El DJ Calvin Harris acaba de ser papá. Su pareja, Vick Hope, ha parido en Ibiza. Lo ha hecho dentro de una piscina hinchable en lo que, por las fotos, deduzco que será una villa de lujo. Imagino que no habrá faltado la doula de turno y, si me apuran, supongo que hasta algo se habrá dicho de las constelaciones familiares en el momento del parto. El ritual místico se ha completado con la exhibición de la placenta de Hope deshidratada y encapsulada para ser distribuida, aunque la noticia no especifica quiénes serán los afortunados destinatarios del souvenir espiritual.
Yo no sabía cómo era una placenta hasta que di a luz a mi hija pequeña. Me dejaron sola en el paritorio mientras a ella se la llevaban a la incubadora y, cuando logré incorporarme un poco, me encontré frente a frente con lo que parecía un gigantesco filete crudo reposando sobre una mesa. Casi muero…

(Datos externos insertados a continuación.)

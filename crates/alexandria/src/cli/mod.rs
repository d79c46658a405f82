//! Command-line interface module.
//!
//! This module provides the CLI structure and command handlers for the
//! alexandria binary.

mod commands;
mod handlers;

pub use commands::{CacheCommands, Cli, Commands};
pub use handlers::handle_command;
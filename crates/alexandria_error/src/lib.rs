//! Error types for the Alexandria library.
//!
//! This crate provides the foundation error types used throughout the
//! Alexandria workspace.
//!
//! # Error Hierarchy
//!
//! All errors follow the `ErrorKind` + wrapper struct pattern:
//! - `*ErrorKind` enum defines specific error conditions
//! - `*Error` struct wraps the kind with source location tracking
//! - All errors use `#[track_caller]` for automatic location capture
//!
//! # Examples
//!
//! ```
//! use alexandria_error::{AlexandriaResult, ApiError};
//!
//! fn fetch_paper() -> AlexandriaResult<String> {
//!     Err(ApiError::not_found())?
//! }
//!
//! match fetch_paper() {
//!     Ok(data) => println!("Got: {}", data),
//!     Err(e) => eprintln!("Error: {}", e),
//! }
//! ```

#![forbid(unsafe_code)]
#![warn(missing_docs)]

mod api;
mod config;
mod error;
mod export;
mod tool;

pub use api::{ApiError, ApiErrorKind};
pub use config::ConfigError;
pub use error::{AlexandriaError, AlexandriaErrorKind, AlexandriaResult};
pub use export::{ExportError, ExportErrorKind};
pub use tool::{ToolError, ToolErrorKind};
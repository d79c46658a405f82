//! Rate-limit tiers for the Semantic Scholar API.

/// Which rate-limit lane a client occupies.
///
/// Semantic Scholar serves keyed clients a dedicated request-per-second
/// allowance, while anonymous clients share a pool (5,000 requests per 5
/// minutes) that tolerates short bursts. The tier fixes the token bucket's
/// refill rate and burst capacity.
#[derive(Debug, Clone, Copy, PartialEq, Eq, Hash, strum::Display, strum::EnumString)]
#[strum(serialize_all = "snake_case")]
pub enum ApiTier {
    /// An API key is configured: 1 request per second, no burst headroom.
    Authenticated,
    /// No API key: conservative share of the anonymous pool with burst room.
    Anonymous,
}

impl ApiTier {
    /// Pick the tier from the presence of an API key.
    pub fn from_api_key(api_key: Option<&str>) -> Self {
        match api_key {
            Some(key) if !key.is_empty() => ApiTier::Authenticated,
            _ => ApiTier::Anonymous,
        }
    }

    /// Tokens added per second for this tier.
    pub fn rate(&self) -> f64 {
        match self {
            ApiTier::Authenticated => 1.0,
            ApiTier::Anonymous => 10.0,
        }
    }

    /// Burst capacity for this tier.
    pub fn burst(&self) -> f64 {
        match self {
            ApiTier::Authenticated => 1.0,
            ApiTier::Anonymous => 20.0,
        }
    }
}
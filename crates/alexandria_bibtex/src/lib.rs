//! BibTeX export for Semantic Scholar paper records.
//!
//! Paper records are the raw JSON values the API returns; nothing here
//! depends on a typed schema. Entry types are auto-detected from
//! publication types and venue names, citation keys are generated in a
//! configurable format, and LaTeX-special characters are escaped on
//! rendering.
//!
//! ```
//! use alexandria_bibtex::{ExportConfig, export_papers};
//! use serde_json::json;
//!
//! let papers = vec![json!({
//!     "paperId": "649def34f8be52c8b66281af98ae884c09aef38b",
//!     "title": "Attention Is All You Need",
//!     "year": 2017,
//!     "venue": "Neural Information Processing Systems",
//!     "publicationTypes": ["Conference"],
//!     "authors": [{"name": "Ashish Vaswani"}],
//! })];
//!
//! let bibtex = export_papers(&papers, &ExportConfig::default());
//! assert!(bibtex.starts_with("@inproceedings{vaswani2017,"));
//! ```

#![warn(missing_docs)]

mod entry;
mod export;

pub use entry::{BibtexEntry, CiteKeyFormat, EntryType, detect_entry_type, generate_cite_key};
pub use export::{
    ExportConfig, ExportConfigBuilder, FieldConfig, FieldConfigBuilder, export_papers,
    paper_to_entry,
};
//! BibTeX entry types, citation keys, and rendering.

use serde::{Deserialize, Serialize};
use serde_json::Value;
use unicode_normalization::UnicodeNormalization;

/// Venue substrings that mark a paper as conference proceedings.
const CONFERENCE_KEYWORDS: [&str; 16] = [
    "conference",
    "proceedings",
    "symposium",
    "workshop",
    "icml",
    "neurips",
    "nips",
    "iclr",
    "cvpr",
    "iccv",
    "eccv",
    "acl",
    "emnlp",
    "naacl",
    "aaai",
    "ijcai",
];

/// Venue substrings that mark a paper as a journal article.
const JOURNAL_KEYWORDS: [&str; 4] = ["journal", "transactions", "letters", "review"];

/// Leading title words skipped when building `author_year_title` keys.
const STOP_WORDS: [&str; 9] = ["a", "an", "the", "on", "in", "of", "for", "to", "and"];

/// BibTeX entry types for different publication types.
#[derive(Debug, Clone, Copy, PartialEq, Eq, strum::Display, strum::EnumString)]
#[strum(serialize_all = "lowercase")]
pub enum EntryType {
    /// Journal article
    Article,
    /// Conference paper
    InProceedings,
    /// Book
    Book,
    /// Chapter or section within a book
    InCollection,
    /// Doctoral thesis
    PhdThesis,
    /// Masters thesis
    MastersThesis,
    /// Technical report
    TechReport,
    /// Anything that fits nowhere else
    Misc,
    /// Unpublished manuscript
    Unpublished,
}

/// How citation keys are generated.
#[derive(
    Debug,
    Clone,
    Copy,
    PartialEq,
    Eq,
    Default,
    Serialize,
    Deserialize,
    strum::Display,
    strum::EnumString,
)]
#[strum(serialize_all = "snake_case")]
#[serde(rename_all = "snake_case")]
pub enum CiteKeyFormat {
    /// First author's last name followed by the year: `vaswani2017`
    #[default]
    AuthorYear,
    /// Author and year plus the first significant title word: `vaswani2017attention`
    AuthorYearTitle,
    /// The Semantic Scholar paper identifier verbatim
    PaperId,
}

/// A single BibTeX entry.
///
/// Fields keep their insertion order so rendered output is deterministic.
#[derive(Debug, Clone, PartialEq)]
pub struct BibtexEntry {
    /// The BibTeX entry type
    pub entry_type: EntryType,
    /// The citation key
    pub cite_key: String,
    /// Field names and their unescaped values
    pub fields: Vec<(String, String)>,
}

impl BibtexEntry {
    /// Render this entry as BibTeX, escaping field values.
    pub fn to_bibtex(&self) -> String {
        let mut lines = vec![format!("@{}{{{},", self.entry_type, self.cite_key)];

        for (key, value) in &self.fields {
            lines.push(format!("  {} = {{{}}},", key, escape_bibtex(value)));
        }

        lines.push("}".to_string());
        lines.join("\n")
    }
}

/// Escape LaTeX-special characters in a field value.
///
/// Single pass, so replacement text is never re-escaped.
fn escape_bibtex(text: &str) -> String {
    let mut escaped = String::with_capacity(text.len());

    for ch in text.chars() {
        match ch {
            '\\' => escaped.push_str("\\textbackslash{}"),
            '{' => escaped.push_str("\\{"),
            '}' => escaped.push_str("\\}"),
            '&' => escaped.push_str("\\&"),
            '%' => escaped.push_str("\\%"),
            '$' => escaped.push_str("\\$"),
            '#' => escaped.push_str("\\#"),
            '_' => escaped.push_str("\\_"),
            '~' => escaped.push_str("\\textasciitilde{}"),
            '^' => escaped.push_str("\\textasciicircum{}"),
            _ => escaped.push(ch),
        }
    }

    escaped
}

/// Reduce text to lowercase ASCII alphanumerics for use in citation keys.
///
/// Accented characters decompose under NFKD and keep their base letter;
/// everything else is dropped.
fn normalize_for_cite_key(text: &str) -> String {
    text.nfkd()
        .filter(|ch| ch.is_ascii_alphanumeric())
        .map(|ch| ch.to_ascii_lowercase())
        .collect()
}

/// A string field from a paper record, treating empty as absent.
pub(crate) fn str_field<'a>(paper: &'a Value, key: &str) -> Option<&'a str> {
    paper
        .get(key)
        .and_then(Value::as_str)
        .filter(|text| !text.is_empty())
}

/// A string field nested one object deep, treating empty as absent.
pub(crate) fn nested_str<'a>(paper: &'a Value, outer: &str, inner: &str) -> Option<&'a str> {
    paper
        .get(outer)
        .and_then(|value| value.get(inner))
        .and_then(Value::as_str)
        .filter(|text| !text.is_empty())
}

/// Auto-detect the BibTeX entry type from a paper record.
///
/// The `publicationTypes` field is authoritative when it carries a known
/// type. Otherwise the venue name is scanned for conference and journal
/// markers, and a paper with journal metadata defaults to an article.
pub fn detect_entry_type(paper: &Value) -> EntryType {
    if let Some(types) = paper.get("publicationTypes").and_then(Value::as_array) {
        for pub_type in types.iter().filter_map(Value::as_str) {
            match pub_type {
                "JournalArticle" | "Review" => return EntryType::Article,
                "Conference" => return EntryType::InProceedings,
                "Book" => return EntryType::Book,
                "BookSection" => return EntryType::InCollection,
                "Dataset" | "Patent" => return EntryType::Misc,
                _ => {}
            }
        }
    }

    let venue = str_field(paper, "venue").unwrap_or("").to_lowercase();
    if CONFERENCE_KEYWORDS.iter().any(|kw| venue.contains(kw)) {
        return EntryType::InProceedings;
    }
    if JOURNAL_KEYWORDS.iter().any(|kw| venue.contains(kw)) {
        return EntryType::Article;
    }

    if nested_str(paper, "journal", "name").is_some() {
        return EntryType::Article;
    }

    EntryType::Misc
}

/// Generate a citation key for a paper record.
///
/// Missing pieces fall back to `unknown`, so a paper with no authors and
/// no year still yields a usable (if ugly) key.
pub fn generate_cite_key(paper: &Value, format: CiteKeyFormat) -> String {
    if format == CiteKeyFormat::PaperId {
        return str_field(paper, "paperId").unwrap_or("unknown").to_string();
    }

    let author_part = paper
        .get("authors")
        .and_then(Value::as_array)
        .and_then(|authors| authors.first())
        .and_then(|author| author.get("name"))
        .and_then(Value::as_str)
        .filter(|name| !name.is_empty())
        .and_then(|name| name.split_whitespace().last())
        .map(normalize_for_cite_key)
        .unwrap_or_else(|| "unknown".to_string());

    let year_part = paper
        .get("year")
        .and_then(Value::as_i64)
        .map(|year| year.to_string())
        .unwrap_or_else(|| "unknown".to_string());

    if format == CiteKeyFormat::AuthorYearTitle {
        let mut title_part = String::new();
        if let Some(title) = str_field(paper, "title") {
            for word in title.split_whitespace() {
                let normalized = normalize_for_cite_key(word);
                if !normalized.is_empty() && !STOP_WORDS.contains(&normalized.as_str()) {
                    title_part = normalized.chars().take(10).collect();
                    break;
                }
            }
        }
        return format!("{author_part}{year_part}{title_part}");
    }

    format!("{author_part}{year_part}")
}
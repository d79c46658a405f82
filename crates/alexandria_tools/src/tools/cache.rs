//! Cache introspection tool.

use crate::tools::{ScholarTool, ToolContext};
use alexandria_error::AlexandriaResult;
use async_trait::async_trait;
use serde_json::{Value, json};

/// Reports response cache statistics.
pub struct CacheStatsTool {
    ctx: ToolContext,
}

impl CacheStatsTool {
    /// Creates the tool over a shared context.
    pub fn new(ctx: ToolContext) -> Self {
        Self { ctx }
    }
}

#[async_trait]
impl ScholarTool for CacheStatsTool {
    fn name(&self) -> &str {
        "cache_stats"
    }

    fn description(&self) -> &str {
        "Report response cache statistics: entry count, hits, misses, and hit rate."
    }

    fn input_schema(&self) -> Value {
        json!({
            "type": "object",
            "properties": {}
        })
    }

    async fn execute(&self, _input: Value) -> AlexandriaResult<Value> {
        let stats = self.ctx.client.cache_stats().await;

        Ok(json!({
            "status": "success",
            "entries": stats.entries,
            "hits": stats.hits,
            "misses": stats.misses,
            "hit_rate": stats.hit_rate,
        }))
    }
}
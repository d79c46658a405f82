//! Alexandria: a resilient Semantic Scholar client for research workflows.
//!
//! Alexandria wraps the Semantic Scholar Graph and Recommendations APIs with
//! the protective plumbing a long-running research session needs: token bucket
//! rate limiting, retries with exponential backoff, a circuit breaker, and a
//! TTL + LRU response cache. On top of the client sit a tool registry for
//! paper search, author lookup, and recommendations, a session tracker that
//! remembers every paper fetched, and a BibTeX exporter.
//!
//! # Features
//!
//! - **Rate limiting**: token bucket tuned to the unauthenticated or
//!   authenticated API tier
//! - **Retries**: exponential backoff with jitter, honoring `Retry-After`
//! - **Circuit breaker**: fail fast when the API is struggling
//! - **Response cache**: TTL + LRU, with detail lookups cached longer than
//!   searches
//! - **Paper tracking**: every fetched paper is remembered for the session
//! - **BibTeX export**: tracked papers become citable entries
//!
//! # Quick Start
//!
//! ```rust,ignore
//! use alexandria::{AlexandriaConfig, ScholarClient};
//! use serde_json::json;
//!
//! #[tokio::main]
//! async fn main() -> Result<(), Box<dyn std::error::Error>> {
//!     let config = AlexandriaConfig::load()?;
//!     let client = ScholarClient::new(&config)?;
//!
//!     let results = client
//!         .get(
//!             alexandria::ApiBase::Graph,
//!             "/paper/search",
//!             &[
//!                 ("query".into(), "attention is all you need".into()),
//!                 ("limit".into(), "5".into()),
//!             ],
//!         )
//!         .await?;
//!     println!("{}", serde_json::to_string_pretty(&results)?);
//!     Ok(())
//! }
//! ```
//!
//! # Architecture
//!
//! The workspace is split into focused crates:
//!
//! - `alexandria_error`: shared error types with source location capture
//! - `alexandria_rate_limit`: token bucket and retry policy
//! - `alexandria_breaker`: circuit breaker state machine
//! - `alexandria_cache`: TTL + LRU response cache
//! - `alexandria_client`: HTTP client composing the resilience layers
//! - `alexandria_bibtex`: BibTeX entry generation and export
//! - `alexandria_tools`: tool registry and session paper tracking
//!
//! This crate (`alexandria`) re-exports everything for convenience and ships
//! the `alexandria` command-line binary.

// Error types
pub use alexandria_error::*;

// Resilience primitives
pub use alexandria_breaker::*;
pub use alexandria_cache::*;
pub use alexandria_rate_limit::*;

// Client
pub use alexandria_client::*;

// Collaborators
pub use alexandria_bibtex::*;
pub use alexandria_tools::*;
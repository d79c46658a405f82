//! Tests for the token bucket rate limiter.

use alexandria_rate_limit::{ApiTier, TokenBucket};

#[tokio::test]
async fn test_burst_passes_without_waiting() {
    let bucket = TokenBucket::new(10.0, 5.0).expect("valid bucket");

    // A full bucket serves its entire burst capacity immediately
    for _ in 0..5 {
        let waited = bucket.acquire_one().await;
        assert_eq!(waited, 0.0, "burst acquisition should not wait");
    }

    assert!(bucket.available().await < 1.0, "burst should drain the bucket");
}

#[tokio::test]
async fn test_depleted_bucket_paces_requests() {
    // High refill rate keeps the forced wait tiny
    let bucket = TokenBucket::new(100.0, 1.0).expect("valid bucket");

    let first = bucket.acquire_one().await;
    assert_eq!(first, 0.0, "first request spends the initial token");

    let second = bucket.acquire_one().await;
    assert!(second > 0.0, "second request should wait for a refill");
    assert!(second < 1.0, "wait should be about one refill interval");
}

#[tokio::test]
async fn test_cost_above_capacity_is_allowed() {
    let bucket = TokenBucket::new(100.0, 1.0).expect("valid bucket");

    // Costs above capacity wait proportionally instead of deadlocking
    let waited = bucket.acquire(3.0).await;
    assert!(waited > 0.0);

    // The level clamps at zero rather than going negative
    assert!(bucket.available().await >= 0.0);
}

#[tokio::test]
async fn test_tokens_refill_over_time() {
    let bucket = TokenBucket::new(200.0, 2.0).expect("valid bucket");

    bucket.acquire(2.0).await;
    tokio::time::sleep(std::time::Duration::from_millis(20)).await;

    // ~20ms at 200 tokens/sec refills the full capacity of 2
    let waited = bucket.acquire_one().await;
    assert_eq!(waited, 0.0, "refilled bucket should not wait");
}

#[test]
fn test_rejects_non_positive_rate() {
    assert!(TokenBucket::new(0.0, 5.0).is_err());
    assert!(TokenBucket::new(-1.0, 5.0).is_err());
    assert!(TokenBucket::new(f64::NAN, 5.0).is_err());
}

#[test]
fn test_rejects_non_positive_capacity() {
    assert!(TokenBucket::new(1.0, 0.0).is_err());
    assert!(TokenBucket::new(1.0, -2.0).is_err());
    assert!(TokenBucket::new(1.0, f64::NAN).is_err());
}

#[test]
fn test_tier_from_api_key() {
    assert_eq!(ApiTier::from_api_key(Some("secret")), ApiTier::Authenticated);
    assert_eq!(ApiTier::from_api_key(Some("")), ApiTier::Anonymous);
    assert_eq!(ApiTier::from_api_key(None), ApiTier::Anonymous);
}

#[test]
fn test_bucket_matches_tier_limits() {
    let authenticated = TokenBucket::for_tier(ApiTier::Authenticated);
    assert_eq!(authenticated.rate(), 1.0);
    assert_eq!(authenticated.capacity(), 1.0);

    let anonymous = TokenBucket::for_tier(ApiTier::Anonymous);
    assert_eq!(anonymous.rate(), 10.0);
    assert_eq!(anonymous.capacity(), 20.0);
}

Una enfermera entró para avisarme de que enseguida vendría un celador a llevarme a la habitación. Y, con toda la vergüenza del mundo, le pregunté qué era eso. Y me dijo: «Es tu placenta». Pasé tiempo intentando borrar esa imagen de mi mente. Y lo último que hubiera querido era verla en mi mesita de noche en forma de cápsulas.
En el mundo de los partos, las magufadas están a la orden del día. Y la sanidad oficial las alienta con eufemismos como el «parto respetado», una forma de pedir perdón antes de que la matrona te ordene «empuja, mamá». Muchos paritorios son hoy como salas de terapia de integración sensorial donde parece que nadie se atreve a decirte que estás pariendo, no meditando ni haciendo pilates.
Y después del parto llega la tortura de la lactancia materna, con todas sus talibanas augurando los peores designios para tu bebé si decides que no lo quieres enganchado a tus pechos durante dos o tres años. Ser mamá es duro. Serlo bajo el ojo ajeno lo es mucho más.